In this piece, I will be reviewing the Fuji GA645i 6×4.5 medium format camera. It’s my personal story on how I came to acquire one, and my thoughts on the camera – think of it as a passionate creative review.

I won’t be getting super technical, as that’s not me. But there will be pictures, so stick around. Here’s what I’ll be covering:

 

 

 

Introduction

Firstly, a bit about me – I really like cameras – over the past three years I’ve built up a little collection of shooters – from classic SLRs and rangefinders to cheap-but-fun point and shoots. I love them as much for their looks as I do their abilities.

I’m not a film snob – I shoot digital too, and love both formats for what they bring to the medium of photography. I am always on the lookout, however, for those film cameras that seem to bring form and function together in unique ways. Those strange and beautiful mutations in the evolutionary tree of film photography… Here’s what I cover in this article:

 

 

Form, function and Fuji

As cameras moved from being purely functional items to mass consumer products, the manufacturers started to develop their own aesthetics – a creative journey that I enjoy following. A good example is Olympus: if you follow their cameras from the trip 35 to the XA to the AF-1 to the Mju, you can see a steady refinement in product function – each getting smaller, sharper and more automated than the last – but overlaid with the Olympus product design aesthetic of the era in which each was made.

The Trip 35 couldn’t look more 60’s, whilst the XA could’ve been a prop in Ridley Scott’s Alien…Olympus seemed to have a very clear focus (no pun intended) behind the functional development of their product range, and their form factors always ensured that they maintained a stylistic relevance in every decade.

Fuji GA645i - Featured image

Fuji GA645i – Featured image

Now when I look at Fuji’s cameras, they seem to come from another place – a mad, crazy, experimental, no-holds-barred place where they just tried stuff out, attempting to forge little niche markets where they could, and seeing what was possible for the hell of it. This must have been quite confusing for consumers at the time, but from a modern day perspective, looking back on their creations, I can’t help but marvel at what they came up with – cult cameras at every attempt.

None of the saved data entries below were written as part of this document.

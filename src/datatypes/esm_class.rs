// ABOUTME: Decomposes the esm_class octet into messaging mode, message type and GSM features
// ABOUTME: Lossless for every byte value so parsed PDUs re-serialize bit-identically

/// The esm_class mandatory field, split into its three bit groups
/// (SMPP v3.4 Section 5.2.12):
///
/// ```text
/// bits 1..0  messaging mode
/// bits 5..2  message type
/// bits 7..6  GSM network features (UDHI / reply path)
/// ```
///
/// The decomposition is total: `EsmClass::from_byte` accepts any octet and
/// `to_byte` reassembles it exactly, including message-type patterns the
/// specification leaves reserved.
#[derive(Debug, Clone, Copy, PartialEq, Eq, Hash, Default)]
pub struct EsmClass {
    pub mode: MessagingMode,
    /// Message type, as the raw 4-bit group. Named values live in
    /// [`message_type`].
    pub message_type: u8,
    pub features: GsmFeatures,
}

/// Messaging mode, bits 1..0 of esm_class.
#[derive(Debug, Clone, Copy, PartialEq, Eq, Hash, Default)]
pub enum MessagingMode {
    /// Default SMSC mode (store and forward for most SMSCs)
    #[default]
    Default = 0b00,
    /// Datagram mode
    Datagram = 0b01,
    /// Forward (transaction) mode
    Forward = 0b10,
    /// Explicit store and forward mode
    StoreAndForward = 0b11,
}

impl MessagingMode {
    fn from_bits(bits: u8) -> Self {
        match bits & 0b11 {
            0b00 => MessagingMode::Default,
            0b01 => MessagingMode::Datagram,
            0b10 => MessagingMode::Forward,
            _ => MessagingMode::StoreAndForward,
        }
    }
}

/// GSM network features, bits 7..6 of esm_class.
#[derive(Debug, Clone, Copy, PartialEq, Eq, Hash, Default)]
pub enum GsmFeatures {
    /// No specific features selected
    #[default]
    None = 0b00,
    /// UDHI: the short message starts with a user data header
    Udhi = 0b01,
    /// Reply path set
    ReplyPath = 0b10,
    /// Both UDHI and reply path
    UdhiReplyPath = 0b11,
}

impl GsmFeatures {
    fn from_bits(bits: u8) -> Self {
        match bits & 0b11 {
            0b00 => GsmFeatures::None,
            0b01 => GsmFeatures::Udhi,
            0b10 => GsmFeatures::ReplyPath,
            _ => GsmFeatures::UdhiReplyPath,
        }
    }

    /// True when the user-data-header-indicator bit is set.
    pub fn has_udhi(self) -> bool {
        matches!(self, GsmFeatures::Udhi | GsmFeatures::UdhiReplyPath)
    }
}

/// Named message-type values (the 4-bit group), Section 5.2.12. Patterns not
/// listed here are reserved but still representable.
pub mod message_type {
    /// Default message type
    pub const DEFAULT: u8 = 0b0000;
    /// Short message contains an SMSC delivery receipt (deliver_sm)
    pub const DELIVERY_RECEIPT: u8 = 0b0001;
    /// Short message contains an ESME delivery acknowledgement
    pub const DELIVERY_ACK: u8 = 0b0010;
    /// Short message contains a manual/user acknowledgement
    pub const MANUAL_USER_ACK: u8 = 0b0100;
    /// Short message contains a conversation abort (Korean CDMA)
    pub const CONVERSATION_ABORT: u8 = 0b0110;
    /// Short message contains an intermediate delivery notification
    pub const INTERMEDIATE_DELIVERY_NOTIFICATION: u8 = 0b1000;
}

impl EsmClass {
    pub fn new(mode: MessagingMode, message_type: u8, features: GsmFeatures) -> Self {
        Self {
            mode,
            message_type: message_type & 0x0F,
            features,
        }
    }

    /// Split a raw esm_class octet into its three groups.
    pub fn from_byte(value: u8) -> Self {
        Self {
            mode: MessagingMode::from_bits(value),
            message_type: (value >> 2) & 0x0F,
            features: GsmFeatures::from_bits(value >> 6),
        }
    }

    /// Reassemble the wire octet.
    pub fn to_byte(self) -> u8 {
        (self.mode as u8) | ((self.message_type & 0x0F) << 2) | ((self.features as u8) << 6)
    }

    /// True when the short message carries a user data header.
    pub fn has_udhi(self) -> bool {
        self.features.has_udhi()
    }
}

#[cfg(test)]
mod tests {
    use super::*;

    #[test]
    fn decomposition_is_lossless_for_every_byte() {
        for value in 0u8..=255 {
            assert_eq!(EsmClass::from_byte(value).to_byte(), value);
        }
    }

    #[test]
    fn udhi_bit() {
        let esm = EsmClass::from_byte(0x40);
        assert_eq!(esm.mode, MessagingMode::Default);
        assert_eq!(esm.message_type, message_type::DEFAULT);
        assert_eq!(esm.features, GsmFeatures::Udhi);
        assert!(esm.has_udhi());

        assert!(!EsmClass::from_byte(0x00).has_udhi());
        assert!(EsmClass::from_byte(0xC0).has_udhi()); // UDHI + reply path
    }

    #[test]
    fn group_extraction() {
        // datagram mode, delivery receipt, reply path
        let value = 0b10_0001_01u8;
        let esm = EsmClass::from_byte(value);
        assert_eq!(esm.mode, MessagingMode::Datagram);
        assert_eq!(esm.message_type, message_type::DELIVERY_RECEIPT);
        assert_eq!(esm.features, GsmFeatures::ReplyPath);
        assert_eq!(esm.to_byte(), value);
    }

    #[test]
    fn constructor_masks_message_type() {
        let esm = EsmClass::new(MessagingMode::Default, 0xFF, GsmFeatures::None);
        assert_eq!(esm.message_type, 0x0F);
    }
}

They remind me of a Walkman-era Sony. Having fun and innovating for the sake of it, creating product niches where they never existed before. Fujifilm cameras always excite me because some of them are just NUTS. – check out the K28 construction industry camera to see what I mean.

 

 

 

The search for automation

Fuji GA645i - Front

Fuji GA645i – Front

The Fuji GA645i is a great example of this “Fujiness“. I came across it last year as the result of a little rambling journey of discovery. I like manual cameras, but I love a bit of automation during use- my main shooters are the Leica M7 and the Nikon FM3a, both are cameras with aperture priority, which I like working with when shooting street portraits.

After trying out fully automatic compact point and shoots (Yashica T5, Olympus MJU II, etc) I wanted an AF point and shoot camera that felt a bit more hefty in the hand like an SLR – something that was simple to use and, compact and quiet but always gave beautiful results- and with a good viewfinder – which these P&S’s always lacked. This search led me to the Konica Hexar AF – a camera which I think is just ace, to use the correct technical term.

Not long after this, I decided to plunge into the world of medium format. With street portraits in mind, I wanted something that could be used like an SLR, and again with aperture priority. The Mamiya 645 Pro tl was the result of my search. Now I enjoy using this camera, but it’s not the best medium format for street portraits. It’s heavy, noisy and rather imposing. People can get scared by a massive camera and I realized that I needed something that gave me the quality of medium format, but with the compact form and automation of a point and shoot.

In short, I wanted a medium format Konica Hexar AF.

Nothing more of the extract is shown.